### Source information
--
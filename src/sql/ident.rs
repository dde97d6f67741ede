//! Identifier formatting and letter casing.

use once_cell::sync::Lazy;
use regex::Regex;

/// Matches identifiers the catalog stores in their canonical (unquoted) form.
static UNQUOTED_SAFE: Lazy<Regex> =
    Lazy::new(|| Regex::new(r"^[A-Z_0-9]*$").expect("valid identifier pattern"));

/// Letter casing for keywords, identifiers and type names.
#[derive(Debug, Clone, Copy, PartialEq, Eq, Default)]
pub enum Casing {
    #[default]
    Lower,
    Upper,
}

impl Casing {
    pub fn from_upper(use_upper_case: bool) -> Self {
        if use_upper_case { Self::Upper } else { Self::Lower }
    }

    /// Parse casing from string.
    pub fn from_str(s: &str) -> Option<Self> {
        match s.to_lowercase().as_str() {
            "lower" => Some(Self::Lower),
            "upper" => Some(Self::Upper),
            _ => None,
        }
    }

    /// Apply this casing to a keyword or type name.
    pub fn apply(self, s: &str) -> String {
        match self {
            Self::Lower => s.to_lowercase(),
            Self::Upper => s.to_uppercase(),
        }
    }
}

/// True when `name` can be emitted without quotes.
pub fn is_unquoted_safe(name: &str) -> bool {
    UNQUOTED_SAFE.is_match(name)
}

/// Format an identifier for SQL output.
///
/// Canonical names (`^[A-Z_0-9]*$`) are folded to `casing` and left bare.
/// Anything else keeps its exact spelling and is wrapped in double quotes.
pub fn format_identifier(name: &str, casing: Casing) -> String {
    if is_unquoted_safe(name) {
        casing.apply(name)
    } else {
        format!("\"{}\"", name.replace('"', "\"\""))
    }
}

/// Format an identifier for display, where quoting is not wanted.
///
/// Case-sensitive names come back verbatim.
pub fn display_identifier(name: &str, casing: Casing) -> String {
    if is_unquoted_safe(name) {
        casing.apply(name)
    } else {
        name.to_string()
    }
}

#[cfg(test)]
mod tests {
    use super::*;

    #[test]
    fn test_unquoted_safe_is_folded() {
        assert_eq!(format_identifier("CUSTOMER_ID", Casing::Lower), "customer_id");
        assert_eq!(format_identifier("CUSTOMER_ID", Casing::Upper), "CUSTOMER_ID");
        assert_eq!(format_identifier("T2", Casing::Lower), "t2");
    }

    #[test]
    fn test_mixed_case_is_quoted_verbatim() {
        assert_eq!(format_identifier("Orders", Casing::Lower), "\"Orders\"");
        assert_eq!(format_identifier("Orders", Casing::Upper), "\"Orders\"");
        assert_eq!(format_identifier("ORDER ITEMS", Casing::Upper), "\"ORDER ITEMS\"");
        assert_eq!(format_identifier("a-b", Casing::Lower), "\"a-b\"");
    }

    #[test]
    fn test_embedded_quote_is_doubled() {
        assert_eq!(format_identifier("say\"hi", Casing::Lower), "\"say\"\"hi\"");
    }

    #[test]
    fn test_upper_formatting_is_idempotent() {
        let once = format_identifier("LINE_ITEM_2", Casing::Upper);
        let twice = format_identifier(&once, Casing::Upper);
        assert_eq!(once, twice);
    }

    #[test]
    fn test_display_identifier_never_quotes() {
        assert_eq!(display_identifier("Orders", Casing::Upper), "Orders");
        assert_eq!(display_identifier("ORDERS", Casing::Lower), "orders");
        assert_eq!(display_identifier("ORDERS", Casing::Upper), "ORDERS");
    }

    #[test]
    fn test_empty_identifier() {
        assert_eq!(format_identifier("", Casing::Upper), "");
    }

    #[test]
    fn test_casing_from_str() {
        assert_eq!(Casing::from_str("UPPER"), Some(Casing::Upper));
        assert_eq!(Casing::from_str("lower"), Some(Casing::Lower));
        assert_eq!(Casing::from_str("title"), None);
        assert_eq!(Casing::from_upper(true), Casing::Upper);
    }
}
--
### Prompt
The lines to retype, exactly and only, run from the first line of the material through the line with "pub enum Casing".

### Task solution
filename src/sql/ident.rs
repository dde97d6f67741ede
//! Identifier formatting and letter casing.

use once_cell::sync::Lazy;
use regex::Regex;

/// Matches identifiers the catalog stores in their canonical (unquoted) form.
static UNQUOTED_SAFE: Lazy<Regex> =
    Lazy::new(|| Regex::new(r"^[A-Z_0-9]*$").expect("valid identifier pattern"));

/// Letter casing for keywords, identifiers and type names.
#[derive(Debug, Clone, Copy, PartialEq, Eq, Default)]
pub enum Casing {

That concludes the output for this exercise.